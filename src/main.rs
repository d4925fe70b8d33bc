//! pdf-lite-mcp - Entry point
//!
//! A lightweight MCP server for reading PDF files.

use pdf_lite_mcp::run_server;
use tracing_subscriber::{layer::SubscriberExt, util::SubscriberInitExt};

#[tokio::main]
async fn main() -> anyhow::Result<()> {
    // Initialize logging
    tracing_subscriber::registry()
        .with(
            tracing_subscriber::EnvFilter::try_from_default_env()
                .unwrap_or_else(|_| "pdf_lite_mcp=info".into()),
        )
        .with(tracing_subscriber::fmt::layer().with_writer(std::io::stderr))
        .init();

    tracing::info!("Starting pdf-lite-mcp server");

    run_server().await
}
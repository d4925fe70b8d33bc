//! pdf-lite-mcp Library
//!
//! This crate provides a single MCP tool, `read_pdf`, for extracting text,
//! metadata, and page counts from PDF files referenced by relative path or
//! URL. Batches of up to 10 sources are processed with per-source failure
//! isolation.

pub mod error;
pub mod pdf;
pub mod server;
pub mod source;
pub mod text;

pub use error::{Error, Result};
pub use server::{
    run_server, run_server_with_config, PdfServer, PdfSourceResult, ReadPdfParams, ReadPdfRequest,
    ReadPdfResponse, ServerConfig, SourceParam,
};
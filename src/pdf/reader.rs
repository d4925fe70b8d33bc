//! PDF reader wrapper for PDFium

use crate::error::{Error, Result};
use pdfium_render::prelude::*;
use std::collections::HashMap;
use std::path::Path;

/// Get PDFium instance (creates new instance each time - PDFium is not thread-safe)
fn create_pdfium() -> Result<Pdfium> {
    let bindings = Pdfium::bind_to_library(Pdfium::pdfium_platform_library_name_at_path("./"))
        .or_else(|_| {
            Pdfium::bind_to_library(Pdfium::pdfium_platform_library_name_at_path(
                "/opt/pdfium/lib",
            ))
        })
        .or_else(|_| Pdfium::bind_to_system_library())
        .map_err(|e| Error::Document {
            reason: format!("Failed to initialize PDFium: {}", e),
        })?;

    Ok(Pdfium::new(bindings))
}

/// An opened PDF document.
///
/// Page count, metadata and per-page text are extracted up front so the
/// PDFium document handle does not need to outlive the open call. Page text
/// is stored per page as a result so a single unreadable page degrades to an
/// inline error instead of failing the whole document.
pub struct PdfReader {
    page_count: u32,
    metadata: HashMap<String, Option<String>>,
    page_texts: Vec<std::result::Result<String, String>>,
}

impl PdfReader {
    /// Open a PDF from a file path
    pub fn open<P: AsRef<Path>>(path: P) -> Result<Self> {
        let path = path.as_ref();

        if !path.exists() {
            return Err(Error::NotFound {
                path: path.display().to_string(),
            });
        }

        let data = std::fs::read(path)?;
        Self::open_bytes(&data)
    }

    /// Open a PDF from bytes
    pub fn open_bytes(data: &[u8]) -> Result<Self> {
        if data.len() < 4 || &data[0..4] != b"%PDF" {
            return Err(Error::Document {
                reason: "Not a valid PDF file".to_string(),
            });
        }

        let pdfium = create_pdfium()?;

        let document = pdfium
            .load_pdf_from_byte_slice(data, None)
            .map_err(|e| Error::Document {
                reason: format!("{}", e),
            })?;

        let page_count = document.pages().len() as u32;
        let metadata = Self::extract_metadata(&document);
        let page_texts = Self::extract_all_page_texts(&document);

        Ok(Self {
            page_count,
            metadata,
            page_texts,
        })
    }

    fn extract_metadata(document: &PdfDocument) -> HashMap<String, Option<String>> {
        let tags = [
            (PdfDocumentMetadataTagType::Title, "Title"),
            (PdfDocumentMetadataTagType::Author, "Author"),
            (PdfDocumentMetadataTagType::Subject, "Subject"),
            (PdfDocumentMetadataTagType::Keywords, "Keywords"),
            (PdfDocumentMetadataTagType::Creator, "Creator"),
            (PdfDocumentMetadataTagType::Producer, "Producer"),
            (PdfDocumentMetadataTagType::CreationDate, "CreationDate"),
            (
                PdfDocumentMetadataTagType::ModificationDate,
                "ModificationDate",
            ),
        ];

        let meta = document.metadata();
        let mut map = HashMap::new();

        for (tag_type, key) in tags {
            if let Some(tag) = meta.get(tag_type) {
                let value = tag.value().to_string();
                map.insert(
                    key.to_string(),
                    if value.is_empty() { None } else { Some(value) },
                );
            }
        }

        map
    }

    fn extract_all_page_texts(
        document: &PdfDocument,
    ) -> Vec<std::result::Result<String, String>> {
        let pages = document.pages();
        let mut texts = Vec::with_capacity(pages.len() as usize);

        for index in 0..pages.len() {
            let text = pages
                .get(index)
                .map_err(|e| format!("Failed to get page {}: {}", index + 1, e))
                .and_then(|page| {
                    page.text()
                        .map(|t| t.all())
                        .map_err(|e| format!("Failed to read text of page {}: {}", index + 1, e))
                });
            texts.push(text);
        }

        texts
    }

    /// Get the number of pages
    pub fn page_count(&self) -> u32 {
        self.page_count
    }

    /// Get the document metadata map (absent tags are omitted, empty values
    /// map to `None`)
    pub fn metadata(&self) -> &HashMap<String, Option<String>> {
        &self.metadata
    }

    /// Raw text of a page (1-indexed)
    pub fn page_text(&self, page_num: u32) -> Result<String> {
        if page_num < 1 || page_num > self.page_count {
            return Err(Error::Document {
                reason: format!(
                    "Page {} out of bounds (total: {})",
                    page_num, self.page_count
                ),
            });
        }

        match &self.page_texts[(page_num - 1) as usize] {
            Ok(text) => Ok(text.clone()),
            Err(reason) => Err(Error::Document {
                reason: reason.clone(),
            }),
        }
    }

    /// Build a reader from already-extracted parts, for engine tests that
    /// should not depend on a PDFium library being installed.
    #[cfg(test)]
    pub(crate) fn from_parts(
        metadata: HashMap<String, Option<String>>,
        page_texts: Vec<std::result::Result<String, String>>,
    ) -> Self {
        Self {
            page_count: page_texts.len() as u32,
            metadata,
            page_texts,
        }
    }
}
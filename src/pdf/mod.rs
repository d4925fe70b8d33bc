//! PDF processing layer
//!
//! Wraps PDFium for document access and hosts the extraction engine that
//! turns an opened document into a per-source result payload.

mod extract;
mod reader;

pub use extract::{extract, ExtractOptions, ExtractedPageText, PdfResultData};
pub use reader::PdfReader;
//! Geometry queries over a single hand frame.
//!
//! All tests are in image space (y grows downward), so "above" means a
//! smaller `y`.

use super::landmarks::{HandFrame, HandLandmark, Landmark};

/// Horizontal order of the index and pinky knuckles (landmarks 5 and 17).
///
/// This is the only orientation signal available.  Gestures disagree about
/// which order means "back of hand towards the camera", so each gesture
/// states the order it needs instead of sharing one flag.
#[derive(Debug, Clone, Copy, PartialEq, Eq)]
pub enum KnuckleOrder {
    /// `index_mcp.x < pinky_mcp.x`
    IndexLeftOfPinky,
    /// `index_mcp.x > pinky_mcp.x`
    IndexRightOfPinky,
}

impl KnuckleOrder {
    pub fn as_str(&self) -> &'static str {
        match self {
            Self::IndexLeftOfPinky => "index-left",
            Self::IndexRightOfPinky => "index-right",
        }
    }
}

/// Knuckle order of a frame, or `None` when both knuckles share an `x`.
pub fn knuckle_order(frame: &HandFrame) -> Option<KnuckleOrder> {
    let index = frame.point(HandLandmark::IndexMcp).x;
    let pinky = frame.point(HandLandmark::PinkyMcp).x;
    if index < pinky {
        Some(KnuckleOrder::IndexLeftOfPinky)
    } else if index > pinky {
        Some(KnuckleOrder::IndexRightOfPinky)
    } else {
        None
    }
}

/// Strict comparison of the knuckle order against what a gesture requires.
pub fn has_knuckle_order(frame: &HandFrame, required: KnuckleOrder) -> bool {
    knuckle_order(frame) == Some(required)
}

/// Back of the hand towards the camera, by the finger-counting convention
/// (index knuckle right of the pinky knuckle in the mirrored image).
pub fn is_back_of_hand_facing_camera(frame: &HandFrame) -> bool {
    has_knuckle_order(frame, KnuckleOrder::IndexRightOfPinky)
}

// ── Fingers ────────────────────────────────────────────────

#[derive(Debug, Clone, Copy, PartialEq, Eq, Hash)]
pub enum Finger {
    Thumb,
    Index,
    Middle,
    Ring,
    Pinky,
}

impl Finger {
    pub fn tip(&self) -> HandLandmark {
        match self {
            Self::Thumb => HandLandmark::ThumbTip,
            Self::Index => HandLandmark::IndexTip,
            Self::Middle => HandLandmark::MiddleTip,
            Self::Ring => HandLandmark::RingTip,
            Self::Pinky => HandLandmark::PinkyTip,
        }
    }

    /// The joint two below the tip (thumb IP, finger PIP).
    pub fn second_joint(&self) -> HandLandmark {
        match self {
            Self::Thumb => HandLandmark::ThumbIp,
            Self::Index => HandLandmark::IndexPip,
            Self::Middle => HandLandmark::MiddlePip,
            Self::Ring => HandLandmark::RingPip,
            Self::Pinky => HandLandmark::PinkyPip,
        }
    }
}

/// Whether a finger is extended.
///
/// Fingers count as extended when the tip is above the second joint.  The
/// thumb extends sideways, so it is extended when its tip is right of its
/// IP joint.
pub fn finger_extended(frame: &HandFrame, finger: Finger) -> bool {
    let tip = frame.point(finger.tip());
    let base = frame.point(finger.second_joint());
    match finger {
        Finger::Thumb => tip.x > base.x,
        _ => tip.y < base.y,
    }
}

/// Whether a (non-thumb) finger is folded: tip strictly below the second
/// joint.  Not the same as `!finger_extended` when the two are level.
pub fn finger_folded(frame: &HandFrame, finger: Finger) -> bool {
    frame.point(finger.tip()).y > frame.point(finger.second_joint()).y
}

/// Whether `a` lies above `b` in image space.
pub fn is_above(frame: &HandFrame, a: HandLandmark, b: HandLandmark) -> bool {
    frame.point(a).y < frame.point(b).y
}

/// Euclidean distance in normalized (x, y) space.
pub fn distance_2d(a: Landmark, b: Landmark) -> f32 {
    let dx = b.x - a.x;
    let dy = b.y - a.y;
    (dx * dx + dy * dy).sqrt()
}

// ── Finger states ──────────────────────────────────────────

/// Extension state of all five fingers in one frame.
#[derive(Debug, Clone, Copy, PartialEq, Eq, Default)]
pub struct FingerStates {
    pub index: bool,
    pub middle: bool,
    pub ring: bool,
    pub pinky: bool,
    pub thumb: bool,
}

impl FingerStates {
    pub fn of(frame: &HandFrame) -> Self {
        Self {
            index: finger_extended(frame, Finger::Index),
            middle: finger_extended(frame, Finger::Middle),
            ring: finger_extended(frame, Finger::Ring),
            pinky: finger_extended(frame, Finger::Pinky),
            thumb: finger_extended(frame, Finger::Thumb),
        }
    }

    /// Number of extended fingers, thumb included.
    pub fn count(&self) -> usize {
        [self.index, self.middle, self.ring, self.pinky, self.thumb]
            .iter()
            .filter(|&&up| up)
            .count()
    }

    /// Extension pattern of the four fingers (index, middle, ring, pinky).
    pub fn fingers(&self) -> [bool; 4] {
        [self.index, self.middle, self.ring, self.pinky]
    }
}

------------------------------------

### What is required
When you reach the line that contains "tracing_subscriber::EnvFilter::try_from_default_env()", stop; that line and every line before it, from the very first line of the data, should be restated word for word.

### Task response
filename src/main.rs
repository d4925fe70b8d33bc
//! pdf-lite-mcp - Entry point
//!
//! A lightweight MCP server for reading PDF files.

use pdf_lite_mcp::run_server;
use tracing_subscriber::{layer::SubscriberExt, util::SubscriberInitExt};

#[tokio::main]
async fn main() -> anyhow::Result<()> {
    // Initialize logging
    tracing_subscriber::registry()
        .with(
            tracing_subscriber::EnvFilter::try_from_default_env()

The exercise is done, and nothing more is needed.